Liège 2 "scan-cars" remplacent les pervenches ; décision prise suite à l’attentat de mai 2018

Les autorités communales l’indiquaient encore ce lundi soir en séance publique du conseil, "la problématique du stationnement dans le centre et l’immédiate périphérie demeure un réel sujet de préoccupation des Liégeoises et des Liégeois"… C’est la raison pour laquelle le Collège a annoncé son intention de doubler le nombre de places disponibles (lire ci-contre) mais aussi de "renforcer le contrôle du stationnement via la zone de police et le recours à la scan-car"…

Petit retour en arrière. C’est un incident bien malheureux, dramatique même, qui a enclenché cette réflexion au sein des services de police. Le 29 mai 2018, deux agents de police étaient sauvagement assassinés en plein exercice de leur fonction, par Benjamin Herman. Cet acte terroriste a, c’est peu de le dire, marqué les esprits policiers… et plus encore ceux du service de contrôle du stationnement (11 personnes) dont faisaient partie les victimes.

Au lendemain de l’attentat , impossible pour le service d’assurer sa mission quotidienne en toute quiétude. Celle-ci fut répartie, par solidarité, entre les différents services de la police.

Mais Aujourd’hui, c’est vers une modernisation du contrôle que Liège se dirige : la scan-car remplacera les "pervenches" sur le terrain. Concrètement, ce sont en fait deux engins du genre qui vont être affectés au contrôle des véhicules stationnés à Liège. Dès cet été, la phase de test sera lancée, les véhicules vont donc "tourner" dans Liège avant, vraisemblablement, une mise en service officielle d’ici la fin de l’année. De marque Renault (type Zoe), ces véhicules électriques circuleront de manière anonyme mais, à l’instar des véhicules de "Google Street View", ils disposeront de plusieurs caméras sur le toit. Ce sont ces caméras qui vont précisément scanner de façon systématique l’ensemble des véhicules stationnés à Liège. "Cela sera exploité pour les zones horodateurs, riverains, taxis et cars", nous précise-t-on à la police de Liège.

"Un tournant"

Dans les rangs de l’opposition, si personne ne remet en question l’efficacité du système voire sa pertinence, d’aucuns s’accordent à dire que la scan-car ne peut pas être lâchée dans la ville du jour au lendemain. “Le grand public se rend mal compte à quel point les contrôles vont changer de dimension”, indiquait Quentin Le Bussy (Vert Ardent). “Il faut informer car ceci va être un vrai tournant par rapport à une politique plus laxiste”, estimait pour sa part Benoît Drèze (CDH). Sans parler de cette autre inquiétude, notamment relayée par François Schreuer (Vega) : quid des automobilistes qui, pour leur travail, doivent circuler et stationner régulièrement dans Liège comme les infirmières à domicile ?

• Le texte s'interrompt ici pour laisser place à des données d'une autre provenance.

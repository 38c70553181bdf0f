use std::{
    fs,
    path::{
        Path,
        PathBuf,
    },
    sync::mpsc::Receiver,
};

use tokio::sync::mpsc::{
    self,
    UnboundedReceiver,
    UnboundedSender,
};
use tracing::{
    debug,
    error,
    info,
    warn,
};

use crate::{
    config::StudioConfig,
    conversion::{
        ConversionRequestBuilder,
        ConversionTrigger,
    },
    core::{
        SettingFlag,
        StudioError,
    },
    csv_io,
    languages::{
        LanguageMetadataClient,
        LanguagePair,
        LanguageSelector,
        MetadataReply,
    },
    protocol::{
        ClientAction,
        OutboundMessage,
        SyncProtocolClient,
        TransportEvent,
    },
    registry::{
        ActivePanelSelector,
        Facet,
        PanelGroup,
        RegistryEvent,
        RuleSetRegistry,
    },
};

/// The presentation side of a session. Implementations only render; all state
/// lives in the session.
pub trait StudioView {
    fn show_output(&mut self, output: &str);
    fn show_status(&mut self, status: &str);
    /// Called whenever the panel labels or the active panels change: after a
    /// bundle replace (new labels, every group back to its first panel) and
    /// after a focus change. The view redraws all three groups from scratch.
    fn rebuild_panels(&mut self, display_names: &[String], selector: &ActivePanelSelector);
    fn show_error(&mut self, error: &StudioError);
}

/// User intents coming from the front end.
#[derive(Debug, Clone, PartialEq)]
pub enum UiCommand {
    SetInput(String),
    SetRuleCell { row: usize, column: usize, value: String },
    SetAbbreviationCell { row: usize, column: usize, value: String },
    InsertRow(Facet),
    InsertColumn,
    MoveRows { facet: Facet, rows: Vec<usize>, target: usize },
    ToggleSetting { flag: SettingFlag, value: bool },
    Focus { group: PanelGroup, index: usize },
    SelectPair(LanguagePair),
    SelectInputLanguage(String),
    SelectOutputLanguage(String),
    Export { facet: Facet, dir: Option<PathBuf> },
    Import { facet: Facet, path: PathBuf },
    Quit,
}

fn panel_group(facet: Facet) -> PanelGroup {
    match facet {
        Facet::Rules => PanelGroup::Rules,
        Facet::Abbreviations => PanelGroup::Abbreviations,
    }
}

/// Owns every piece of client state for one connection to the engine.
pub struct StudioSession {
    config: StudioConfig,
    registry: RuleSetRegistry,
    registry_events: Receiver<RegistryEvent>,
    selector: ActivePanelSelector,
    builder: ConversionRequestBuilder,
    client: SyncProtocolClient,
    languages: LanguageSelector,
    input: String,
    output: String,
    view: Box<dyn StudioView>,
}

impl StudioSession {
    pub fn new(
        config: StudioConfig,
        outbound: UnboundedSender<OutboundMessage>,
        view: Box<dyn StudioView>,
    ) -> Self {
        let mut registry = RuleSetRegistry::new();
        let registry_events = registry.subscribe();
        let builder = ConversionRequestBuilder::new(config.recompute_on_focus);
        let client = SyncProtocolClient::new(outbound, config.discard_stale_responses);

        let mut session = Self {
            config,
            registry,
            registry_events,
            selector: ActivePanelSelector::default(),
            builder,
            client,
            languages: LanguageSelector::new(),
            input: String::new(),
            output: String::new(),
            view,
        };
        session.registry.seed_default();
        session.selector.reset(session.registry.len());
        session.process_registry_events();
        session.rebuild_view();
        session
    }

    pub fn registry(&self) -> &RuleSetRegistry {
        &self.registry
    }

    pub fn selector(&self) -> &ActivePanelSelector {
        &self.selector
    }

    pub fn client(&self) -> &SyncProtocolClient {
        &self.client
    }

    pub fn languages(&self) -> &LanguageSelector {
        &self.languages
    }

    pub fn languages_mut(&mut self) -> &mut LanguageSelector {
        &mut self.languages
    }

    pub fn input(&self) -> &str {
        &self.input
    }

    pub fn output(&self) -> &str {
        &self.output
    }

    fn rebuild_view(&mut self) {
        let names = self.registry.display_names();
        self.view.rebuild_panels(&names, &self.selector);
    }

    /// Drains registry notifications; each one that counts as a trigger
    /// produces its own conversion attempt.
    fn process_registry_events(&mut self) {
        let events: Vec<RegistryEvent> = self.registry_events.try_iter().collect();
        for event in events {
            if let Some(trigger) = ConversionTrigger::from_registry_event(&event) {
                self.convert(trigger);
            }
        }
    }

    fn convert(&mut self, trigger: ConversionTrigger) {
        let Some(request) = self.builder.build(trigger, &self.input, &self.registry) else {
            return;
        };
        match self.client.send_conversion(request) {
            Ok(request_id) => debug!("[CONVERT] {:?} -> request_id {}", trigger, request_id),
            Err(e) => {
                error!("[CONVERT] Failed to send conversion request: {}", e);
                self.view.show_error(&e);
            }
        }
    }

    pub fn set_input(&mut self, text: &str) {
        self.input = text.to_string();
        self.convert(ConversionTrigger::InputChanged);
    }

    pub fn set_rule_cell(&mut self, row: usize, column: usize, value: &str) -> Result<(), StudioError> {
        let index = self.selector.active(PanelGroup::Rules);
        self.registry.set_rule_cell(index, row, column, value)?;
        self.process_registry_events();
        Ok(())
    }

    pub fn set_abbreviation_cell(
        &mut self,
        row: usize,
        column: usize,
        value: &str,
    ) -> Result<(), StudioError> {
        let index = self.selector.active(PanelGroup::Abbreviations);
        self.registry.set_abbreviation_cell(index, row, column, value)?;
        self.process_registry_events();
        Ok(())
    }

    /// Appends a row to the grid shown in the facet's panel group.
    pub fn insert_row(&mut self, facet: Facet) -> Result<(), StudioError> {
        let index = self.selector.active(panel_group(facet));
        self.registry.insert_row(index, facet)?;
        self.process_registry_events();
        Ok(())
    }

    pub fn insert_column(&mut self) -> Result<(), StudioError> {
        let index = self.selector.active(PanelGroup::Abbreviations);
        self.registry.insert_column(index, Facet::Abbreviations)?;
        self.process_registry_events();
        Ok(())
    }

    pub fn move_rows(&mut self, facet: Facet, rows: &[usize], target: usize) -> Result<(), StudioError> {
        let index = self.selector.active(panel_group(facet));
        self.registry.move_rows(index, facet, rows, target)?;
        self.process_registry_events();
        Ok(())
    }

    pub fn toggle_setting(&mut self, flag: SettingFlag, value: bool) -> Result<(), StudioError> {
        let index = self.selector.active(PanelGroup::Settings);
        self.registry.set_flag(index, flag, value)?;
        self.process_registry_events();
        Ok(())
    }

    pub fn focus(&mut self, group: PanelGroup, index: usize) -> Result<(), StudioError> {
        let trigger = self.selector.set_active(group, index)?;
        self.view.rebuild_panels(&self.registry.display_names(), &self.selector);
        self.convert(trigger);
        Ok(())
    }

    /// Picks both languages at once and asks for their bundle.
    pub fn select_language_pair(&mut self, pair: &LanguagePair) -> Result<(), StudioError> {
        self.languages.select_pair(pair);
        self.client.request_bundle(pair)?;
        Ok(())
    }

    /// Input language change. The descendants lookup runs in the background;
    /// its answer comes back through `replies` and is applied by
    /// [`StudioSession::handle_metadata_reply`].
    pub fn select_input_language(
        &mut self,
        metadata: &LanguageMetadataClient,
        lang: &str,
        replies: &UnboundedSender<MetadataReply>,
    ) {
        self.languages.select_input(lang);
        metadata.spawn_descendants(lang, replies.clone());
    }

    pub fn select_output_language(&mut self, lang: &str) -> Result<(), StudioError> {
        match self.languages.select_output(lang) {
            Some(pair) => {
                self.client.request_bundle(&pair)?;
                Ok(())
            }
            None => Err(StudioError::Custom(format!("{} is not an available output language", lang))),
        }
    }

    /// Applies a finished metadata lookup. A descendants answer for a language
    /// that is no longer selected is dropped; otherwise the output dropdown is
    /// rebuilt and the matching bundle requested.
    pub fn handle_metadata_reply(&mut self, reply: MetadataReply) -> Result<(), StudioError> {
        match reply {
            MetadataReply::Langs(result) => {
                self.languages.set_input_options(result?);
                Ok(())
            }
            MetadataReply::Descendants { lang, result } => {
                if lang != self.languages.selected_input() {
                    debug!("Ignoring descendants of {}: input language changed since", lang);
                    return Ok(());
                }
                let pair = self.languages.apply_descendants(result?);
                self.client.request_bundle(&pair)?;
                Ok(())
            }
        }
    }

    pub fn export_csv(&self, facet: Facet, dir: Option<&Path>) -> Result<PathBuf, StudioError> {
        let index = self.selector.active(panel_group(facet));
        let len = self.registry.len();
        let rule_set =
            self.registry.get(index).ok_or(StudioError::IndexOutOfRange { index, len })?;

        let contents = match facet {
            Facet::Rules => csv_io::rules_to_csv(&rule_set.rules),
            Facet::Abbreviations => csv_io::abbreviations_to_csv(&rule_set.abbreviations),
        };
        let dir = dir.map(Path::to_path_buf).unwrap_or_else(|| self.config.export_dir());
        let path = csv_io::write_export(&dir, facet, &contents)?;
        info!("Exported {} of {} to {}", facet, rule_set.display_name(), path.display());
        Ok(path)
    }

    pub fn import_csv(&mut self, facet: Facet, path: &Path) -> Result<(), StudioError> {
        let text = fs::read_to_string(path)?;
        let index = self.selector.active(panel_group(facet));
        match facet {
            Facet::Rules => self.registry.set_rules(index, csv_io::rules_from_csv(&text)?)?,
            Facet::Abbreviations => {
                self.registry.set_abbreviations(index, csv_io::abbreviations_from_csv(&text)?)?
            }
        }
        self.process_registry_events();
        Ok(())
    }

    /// Applies one report from the transport task.
    pub fn handle_transport_event(&mut self, event: TransportEvent) {
        match event {
            TransportEvent::Connected => {
                self.client.on_transport_connected();
                if let Some(pair) = self.config.default_language_pair.clone() {
                    if let Err(e) = self.select_language_pair(&pair) {
                        self.view.show_error(&e);
                    }
                }
            }
            TransportEvent::Disconnected(reason) => {
                if let ClientAction::StatusChanged(status) =
                    self.client.on_transport_disconnected(reason.as_deref())
                {
                    self.view.show_status(&status);
                }
            }
            TransportEvent::Message(message) => match self.client.handle_inbound(message) {
                ClientAction::StatusChanged(status) => self.view.show_status(&status),
                ClientAction::ReplaceRegistry(bundle) => {
                    self.registry.replace_all(bundle);
                    self.selector.reset(self.registry.len());
                    self.rebuild_view();
                    self.process_registry_events();
                }
                ClientAction::ShowOutput(output) => {
                    self.output = output;
                    self.view.show_output(&self.output);
                }
                ClientAction::Discarded => {}
            },
        }
    }

    /// Runs one front-end command. Returns `false` once the user asked to quit.
    pub fn handle_command(
        &mut self,
        command: UiCommand,
        metadata: &LanguageMetadataClient,
        replies: &UnboundedSender<MetadataReply>,
    ) -> bool {
        let result = match command {
            UiCommand::Quit => return false,
            UiCommand::SetInput(text) => {
                self.set_input(&text);
                Ok(())
            }
            UiCommand::SetRuleCell { row, column, value } => self.set_rule_cell(row, column, &value),
            UiCommand::SetAbbreviationCell { row, column, value } => {
                self.set_abbreviation_cell(row, column, &value)
            }
            UiCommand::InsertRow(facet) => self.insert_row(facet),
            UiCommand::InsertColumn => self.insert_column(),
            UiCommand::MoveRows { facet, rows, target } => self.move_rows(facet, &rows, target),
            UiCommand::ToggleSetting { flag, value } => self.toggle_setting(flag, value),
            UiCommand::Focus { group, index } => self.focus(group, index),
            UiCommand::SelectPair(pair) => self.select_language_pair(&pair),
            UiCommand::SelectInputLanguage(lang) => {
                self.select_input_language(metadata, &lang, replies);
                Ok(())
            }
            UiCommand::SelectOutputLanguage(lang) => self.select_output_language(&lang),
            UiCommand::Export { facet, dir } => {
                self.export_csv(facet, dir.as_deref()).map(|path| {
                    self.view.show_status(&format!("(Exported {})", path.display()));
                })
            }
            UiCommand::Import { facet, path } => self.import_csv(facet, &path),
        };

        if let Err(e) = result {
            warn!("Command failed: {}", e);
            self.view.show_error(&e);
        }
        true
    }

    /// Dispatches front-end commands, transport reports and metadata answers
    /// one at a time until the user quits or the front end goes away. Network
    /// lookups run in their own tasks, so no handler here waits on the network.
    pub async fn run(
        mut self,
        metadata: LanguageMetadataClient,
        mut commands: UnboundedReceiver<UiCommand>,
        mut transport: UnboundedReceiver<TransportEvent>,
    ) {
        let (replies_tx, mut replies_rx) = mpsc::unbounded_channel();
        metadata.spawn_langs(replies_tx.clone());

        let mut transport_open = true;
        loop {
            tokio::select! {
                command = commands.recv() => match command {
                    Some(command) => {
                        if !self.handle_command(command, &metadata, &replies_tx) {
                            break;
                        }
                    }
                    None => break,
                },
                event = transport.recv(), if transport_open => match event {
                    Some(event) => self.handle_transport_event(event),
                    None => transport_open = false,
                },
                Some(reply) = replies_rx.recv() => {
                    if let Err(e) = self.handle_metadata_reply(reply) {
                        warn!("Language lookup failed: {}", e);
                        self.view.show_error(&e);
                    }
                }
            }
        }
        info!("Session closed");
    }
}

D’un point de vue technique, cette nouveauté nécessite bien sûr une adaptation du parc des horodateurs, afin que les "scans" soient efficaces à 100 %. La phase test servira notamment à ajuster le tir tout comme elle servira à mettre le doigt sur d’éventuelles adaptations du système.

On l’imagine, l’outil sera rigoureusement efficace. Il permettra en effet à la police d’avoir une puissance de contrôle proche de la perfection. Un seul conseil dès lors : attention au PV.